Я познакомился со многими людьми разных специальностей — от монтажеров до осветителей. Всюду были хорошие, приветливые люди, и особенно близко я сошелся с осветителями. Они напоминали дружную самоотверженную команду трансокеанского парохода. Среди осветителей я хорошо знал Колю Теплухина, Виктора Штатланда, Володю Китаса, Женю Ангелова. Многие потом стали операторами. Близко сошлись мы с Кокой, как на студии звали Николая Теплухина.
Сблизила нас тяга к морю, романтическим приключениям и опасностям, к рискованным съемкам под землей, на воде и в воздухе. Не прошло и двух месяцев моей практики на студии кинохроники, как у нас «сколотилась» дружная, веселая компания.
К тому времени из Новороссийска вернулся наш документально-событийный ас Миша Ошурков, только что закончивший съемку фильма о торговых моряках Новороссийского порта. Двор студии окрасился в ярко-синий цвет. Приехавшая съемочная группа во главе с Ошурковым щеголяла, так же, как новороссийские бичи, в морской американской робе. Казалось, аромат морской романтики захлестнул студию валом, и корабельная «травля» слышалась во всех ее уголках — от склада пленки, где восседал мудрый Шнеерсон, до маленького кабинета, в котором веселый и острый на язык Ошурков «травил» соленые морские анекдоты.
Мое знакомство с веселой компанией «синих» перешло в большую дружбу. Мы стали встречаться не только на студии, но и дома, в клубе «Рабис», на волейбольных площадках ЦПКиО и в саду «Эрмитаж». Предводителем и душой нашей компании был Коля Теплухин.
Снова начались мечты — одна головокружительнее другой — о дальних странствиях и морских путешествиях с киноаппаратом в руках. Мы с Колей стали подумывать о том, чтобы удрать из Москвы на Дальний Восток. Но прежде мы решили осуществить трудное мероприятие — перевести Колю из осветительного цеха в операторский в качестве помощника оператора. А это пока было трудноосуществимо.

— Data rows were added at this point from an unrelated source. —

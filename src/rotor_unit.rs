//! RotorUnit: the rotor stack, its reflector and the stepping mechanism.
//!
//! Rotors are held left to right, as they sit in the machine and as they
//! are listed in a key sheet. The rightmost rotor is the entry point: it
//! sees the keystroke first and steps on every key press.
//!
//! ```text
//!  plugboard ──► [right] ──► [middle] ──► [left] ──► reflector
//!  plugboard ◄── [right] ◄── [middle] ◄── [left] ◄──┘
//! ```

use crate::alphabet;
use crate::error::{EnigmaError, Result};
use crate::observer::Observer;
use crate::position::Position;
use crate::reflector::Reflector;
use crate::rotor::Rotor;

/// Most rotors a single unit can hold.
pub const MAX_ROTORS: usize = 8;

/// Ordered rotor stack plus reflector.
#[derive(Debug, Clone, PartialEq, Eq)]
pub struct RotorUnit {
    rotors: Vec<Rotor>,
    reflector: Reflector,
}

impl RotorUnit {
    /// Assembles a rotor unit.
    ///
    /// # Parameters
    /// - `reflector`: The reflector at the far end of the stack.
    /// - `rotors`: Rotors ordered left to right; the last one is the entry rotor.
    ///
    /// # Errors
    /// Returns [`EnigmaError::InvalidConfiguration`] if `rotors` is empty or
    /// holds more than [`MAX_ROTORS`]. The exact count a machine needs is
    /// checked by [`Enigma::new`](crate::Enigma::new).
    pub fn new(reflector: Reflector, rotors: Vec<Rotor>) -> Result<Self> {
        if rotors.is_empty() || rotors.len() > MAX_ROTORS {
            return Err(EnigmaError::config(format!(
                "Invalid rotor count. A rotor unit holds 1 to {} rotors. Given: '{}'.",
                MAX_ROTORS,
                rotors.len()
            )));
        }
        Ok(RotorUnit { rotors, reflector })
    }

    /// Advances the rotors for one keystroke.
    ///
    /// Notches are read before anything moves, so a rotor that lands on its
    /// notch during this step only carries on the next one:
    /// - the rightmost rotor always advances;
    /// - any other rotor advances if its right neighbour is at a notch;
    /// - a rotor between two others also advances if it is itself at a
    ///   notch (the double step: its own notch pawl drops in and drags it
    ///   along with its left neighbour).
    pub fn step(&mut self) {
        // Walk right to left so each rotor is inspected before it moves.
        let mut right_at_notch = None;
        for (i, rotor) in self.rotors.iter_mut().enumerate().rev() {
            let at_notch = rotor.is_at_notch();
            let advances = match right_at_notch {
                None => true,
                Some(carry) => carry || (i > 0 && at_notch),
            };
            if advances {
                rotor.advance();
            }
            right_at_notch = Some(at_notch);
        }
    }

    /// Passes `character` from the entry rotor toward the reflector.
    ///
    /// # Errors
    /// Returns [`EnigmaError::InvalidInput`] if `character` is outside the alphabet.
    pub fn encipher_forward(&self, character: char) -> Result<char> {
        let index = alphabet::index_of(character)?;
        Ok(alphabet::char_at(self.forward_index(index, &mut ())))
    }

    /// Passes `character` through the reflector.
    ///
    /// # Errors
    /// Returns [`EnigmaError::InvalidInput`] if `character` is outside the alphabet.
    pub fn reflect(&self, character: char) -> Result<char> {
        self.reflector.reflect(character)
    }

    /// Passes a reflected `character` back from the leftmost rotor to the entry rotor.
    ///
    /// # Errors
    /// Returns [`EnigmaError::InvalidInput`] if `character` is outside the alphabet.
    pub fn encipher_backward(&self, character: char) -> Result<char> {
        let index = alphabet::index_of(character)?;
        Ok(alphabet::char_at(self.backward_index(index, &mut ())))
    }

    pub(crate) fn forward_index(&self, index: usize, observer: &mut dyn Observer) -> usize {
        let mut index = index;
        for rotor in self.rotors.iter().rev() {
            index = rotor.encipher_index(index, false, observer);
        }
        index
    }

    pub(crate) fn reflect_index(&self, index: usize, observer: &mut dyn Observer) -> usize {
        self.reflector.reflect_index(index, observer)
    }

    pub(crate) fn backward_index(&self, index: usize, observer: &mut dyn Observer) -> usize {
        let mut index = index;
        for rotor in &self.rotors {
            index = rotor.encipher_index(index, true, observer);
        }
        index
    }

    /// Current rotor positions, left to right.
    pub fn positions(&self) -> Vec<Position> {
        self.rotors.iter().map(Rotor::position).collect()
    }

    /// Writes the current positions into `out`, left to right, and returns
    /// the rotor count.
    pub(crate) fn copy_positions(&self, out: &mut [Position; MAX_ROTORS]) -> usize {
        for (slot, rotor) in out.iter_mut().zip(&self.rotors) {
            *slot = rotor.position();
        }
        self.rotors.len()
    }

    /// Sets every rotor's position, left to right.
    ///
    /// # Errors
    /// Returns [`EnigmaError::InvalidConfiguration`] if `positions` does not
    /// hold exactly one position per rotor.
    pub fn set_positions(&mut self, positions: &[Position]) -> Result<()> {
        if positions.len() != self.rotors.len() {
            let given: String = positions.iter().map(Position::character).collect();
            return Err(EnigmaError::config(format!(
                "Invalid position count. Expected '{}' positions. Given: '{}'.",
                self.rotors.len(),
                given
            )));
        }
        for (rotor, &position) in self.rotors.iter_mut().zip(positions) {
            rotor.set_position(position);
        }
        Ok(())
    }

    /// Rotors, left to right.
    pub fn rotors(&self) -> &[Rotor] {
        &self.rotors
    }

    /// Reflector at the far end of the stack.
    pub fn reflector(&self) -> &Reflector {
        &self.reflector
    }
}
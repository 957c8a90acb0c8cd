//! NotchSet: the positions at which a rotor carries the next rotor along.

use std::fmt;

use crate::error::{EnigmaError, Result};
use crate::position::Position;

/// Most notches any catalog rotor carries (rotors VI–VIII have two).
const MAX_NOTCHES: usize = 2;

/// The set of 1–2 positions at which a rotor's step also steps its left neighbour.
#[derive(Debug, Clone, PartialEq, Eq)]
pub struct NotchSet {
    positions: Vec<Position>,
}

impl NotchSet {
    /// Creates a notch set.
    ///
    /// # Errors
    /// Returns [`EnigmaError::InvalidConfiguration`] if `positions` is empty,
    /// holds more than two positions, or repeats a position.
    pub fn new(positions: &[Position]) -> Result<Self> {
        let given: String = positions.iter().map(Position::character).collect();
        if positions.is_empty() || positions.len() > MAX_NOTCHES {
            return Err(EnigmaError::config(format!(
                "Invalid notch set. A rotor must have 1 to {} notches. Given: '{}'.",
                MAX_NOTCHES,
                given
            )));
        }
        for (i, p) in positions.iter().enumerate() {
            if positions[..i].contains(p) {
                return Err(EnigmaError::config(format!(
                    "Invalid notch set. Duplicate notch '{}'. Given: '{}'.",
                    p,
                    given
                )));
            }
        }
        Ok(NotchSet {
            positions: positions.to_vec(),
        })
    }

    /// Creates a notch set from its letters, e.g. `"ZM"`.
    ///
    /// # Errors
    /// Returns [`EnigmaError::InvalidInput`] for a letter outside the alphabet,
    /// or [`EnigmaError::InvalidConfiguration`] as for [`NotchSet::new`].
    pub fn from_letters(letters: &str) -> Result<Self> {
        let positions = letters
            .chars()
            .map(Position::new)
            .collect::<Result<Vec<_>>>()?;
        Self::new(&positions)
    }

    /// Returns true if `position` is one of the notches.
    pub fn contains(&self, position: Position) -> bool {
        self.positions.contains(&position)
    }

    /// The notch positions in declaration order.
    pub fn positions(&self) -> &[Position] {
        &self.positions
    }
}

impl fmt::Display for NotchSet {
    fn fmt(&self, f: &mut fmt::Formatter<'_>) -> fmt::Result {
        for p in &self.positions {
            write!(f, "{}", p)?;
        }
        Ok(())
    }
}

#[cfg(test)]
mod tests {
    use super::*;

    #[test]
    fn test_contains() {
        let notches = NotchSet::from_letters("ZM").unwrap();
        assert!(notches.contains(Position::new('Z').unwrap()));
        assert!(notches.contains(Position::new('M').unwrap()));
        assert!(!notches.contains(Position::new('A').unwrap()));
        assert_eq!(notches.to_string(), "ZM");
    }

    #[test]
    fn test_invalid_notch_sets() {
        for letters in ["", "ABC", "QQ"] {
            assert!(
                matches!(
                    NotchSet::from_letters(letters),
                    Err(EnigmaError::InvalidConfiguration(_))
                ),
                "'{}' should be rejected",
                letters
            );
        }
        assert!(matches!(
            NotchSet::from_letters("q"),
            Err(EnigmaError::InvalidInput(_))
        ));
    }
}
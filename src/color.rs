//! Color token values.
//!
//! Color tokens are authored as strings and kept in their authored form:
//! a `#`-prefixed hex color (3, 4, 6, or 8 digits) or a CSS color name.
//! Syntax checking is delegated to [`cssparser`]; the shape restriction to
//! hex-or-named is applied first, so function notations like `rgb(...)`
//! are rejected even though they are valid CSS.

use cssparser::{Parser, ParserInput};
use serde::{Deserialize, Serialize};

/// Syntactic category of a color value.
#[derive(Debug, Clone, Copy, PartialEq, Eq)]
pub enum ColorKind {
    /// `#`-prefixed hexadecimal notation, e.g. `#2563eb`.
    Hex,
    /// A CSS color keyword, e.g. `rebeccapurple`.
    Named,
}

/// A color token value in its authored form.
///
/// The value is stored verbatim so that serializing a document reproduces
/// exactly what was authored. Validity is checked by [`ColorValue::is_valid`],
/// which document validation calls for every registered color role.
///
/// # Example
///
/// ```rust
/// use swatchbook::{ColorKind, ColorValue};
///
/// let accent = ColorValue::new("#2563eb");
/// assert!(accent.is_valid());
/// assert_eq!(accent.kind(), Some(ColorKind::Hex));
///
/// let named = ColorValue::new("rebeccapurple");
/// assert!(named.is_valid());
/// assert_eq!(named.kind(), Some(ColorKind::Named));
///
/// assert!(!ColorValue::new("#12345").is_valid());
/// ```
#[derive(Debug, Clone, PartialEq, Eq, Serialize, Deserialize)]
#[serde(transparent)]
pub struct ColorValue(String);

impl ColorValue {
    /// Wraps an authored color string without validating it.
    pub fn new(raw: impl Into<String>) -> Self {
        Self(raw.into())
    }

    /// Returns the authored string.
    pub fn as_str(&self) -> &str {
        &self.0
    }

    /// Classifies the value by shape alone.
    ///
    /// Returns `None` when the value is neither hex nor a bare name
    /// (e.g. `rgb(0, 0, 0)` or an empty string). A `Some` result says
    /// nothing about validity; `#zzz` still classifies as hex.
    pub fn kind(&self) -> Option<ColorKind> {
        if self.0.starts_with('#') {
            Some(ColorKind::Hex)
        } else if !self.0.is_empty() && self.0.chars().all(|c| c.is_ascii_alphabetic()) {
            Some(ColorKind::Named)
        } else {
            None
        }
    }

    /// Returns `true` if the value is a syntactically valid hex or named color.
    pub fn is_valid(&self) -> bool {
        self.kind().is_some() && parses_as_css_color(&self.0)
    }
}

impl From<&str> for ColorValue {
    fn from(raw: &str) -> Self {
        Self::new(raw)
    }
}

impl From<String> for ColorValue {
    fn from(raw: String) -> Self {
        Self::new(raw)
    }
}

impl std::fmt::Display for ColorValue {
    fn fmt(&self, f: &mut std::fmt::Formatter<'_>) -> std::fmt::Result {
        f.write_str(&self.0)
    }
}

/// Runs the string through the CSS `<color>` grammar.
fn parses_as_css_color(raw: &str) -> bool {
    let mut input = ParserInput::new(raw);
    let mut parser = Parser::new(&mut input);
    cssparser::Color::parse(&mut parser).is_ok() && parser.expect_exhausted().is_ok()
}

#[cfg(test)]
mod tests {
    use super::*;

    #[test]
    fn test_hex_sextet_is_valid() {
        assert!(ColorValue::new("#1a1a1a").is_valid());
        assert!(ColorValue::new("#F5F5F5").is_valid());
    }

    #[test]
    fn test_hex_triplet_is_valid() {
        assert!(ColorValue::new("#fff").is_valid());
    }

    #[test]
    fn test_hex_with_alpha_is_valid() {
        assert!(ColorValue::new("#ffff").is_valid());
        assert!(ColorValue::new("#2563eb80").is_valid());
    }

    #[test]
    fn test_named_color_is_valid() {
        assert!(ColorValue::new("red").is_valid());
        assert!(ColorValue::new("rebeccapurple").is_valid());
        // Keywords are matched case-insensitively.
        assert!(ColorValue::new("Blue").is_valid());
    }

    #[test]
    fn test_hex_wrong_length_is_invalid() {
        assert!(!ColorValue::new("#12345").is_valid());
        assert!(!ColorValue::new("#1234567").is_valid());
    }

    #[test]
    fn test_hex_non_digits_are_invalid() {
        assert!(!ColorValue::new("#zzzzzz").is_valid());
    }

    #[test]
    fn test_unknown_name_is_invalid() {
        assert!(!ColorValue::new("notacolor").is_valid());
    }

    #[test]
    fn test_function_notation_is_rejected_by_shape() {
        let value = ColorValue::new("rgb(0, 0, 0)");
        assert_eq!(value.kind(), None);
        assert!(!value.is_valid());
    }

    #[test]
    fn test_empty_string_is_invalid() {
        assert_eq!(ColorValue::new("").kind(), None);
        assert!(!ColorValue::new("").is_valid());
    }

    #[test]
    fn test_kind_classification() {
        assert_eq!(ColorValue::new("#2563eb").kind(), Some(ColorKind::Hex));
        assert_eq!(ColorValue::new("white").kind(), Some(ColorKind::Named));
    }

    #[test]
    fn test_serde_is_transparent() {
        let value = ColorValue::new("#2563eb");
        let json = serde_json::to_string(&value).unwrap();
        assert_eq!(json, "\"#2563eb\"");

        let back: ColorValue = serde_json::from_str(&json).unwrap();
        assert_eq!(back, value);
    }
}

Прошло два месяца практики. Меня вызвал к себе Иосилевич и предложил принять новую американскую камеру «Акелей» — для спортивных и событийных съемок. Я был так рад и удивлен, что подумал, не шутка ли это? Но Иосилевич шутить не любил. Я получил камеру и долго не верил, что являюсь счастливым обладателем такого чудесного аппарата, тем более что это был единственный экземпляр в Союзе. Прежде чем начать снимать, я очень внимательно изучил свой «акелей».
Более совершенный аппарат трудно было себе представить. Он имел штатив, позволявший делать плавные панорамы в любой плоскости на 360 градусов. Для того времени это было большой новинкой. В короткое время я освоил камеру, мне казалось, что ею можно снимать с закрытыми глазами. Не успел я опомниться от счастья, что владею этой камерой, как получил вместе с другими операторами направление в Ленинград снимать прилет «Графа Цеппелина» в СССР.
Вот и началось оно, то, к чему я стремился, о чем непрестанно думал, о чем мечтал. В вагоне поезда я долго не мог заснуть. Я вспомнил свою первую, неудачную поездку в этот город и стук колес на обратном пути в Саратов: «Не попал! Не попал!» Это совсем другой ритм, другая мелодия.
Наконец, я уснул и увидел фантастический сон: я лечу на огромном корабле с парусами и пропеллерами на кончике мачт, и на каждом парусе написано: «Граф Цеппелин». Собираюсь снимать, но пленки в кассетах нет, и камера вдруг стала мягкой-мягкой, а двойные объективы, похожие на глаза, вдруг посмотрели на меня и заплакали настоящими слезами…
Я проснулся. В руках у меня была тощая вагонная подушка, в купе было темно, и только изредка мелькали за окном случайные огоньки полустанков. Начинался рассвет.
Ленинград предстал совсем другим — солнечным, жарким, пестрым, веселым, праздничным. Мы промчались на открытом «линкольне» в гостиницу «Астория», а оттуда сразу же на аэродром.
Какой он — этот «Граф»? Махина, судя по фотоснимку в газете. Мы очутились на зеленом поле аэродрома. Низко над полем кружил маленький самолетик, вдали рядком стояли еще такие же.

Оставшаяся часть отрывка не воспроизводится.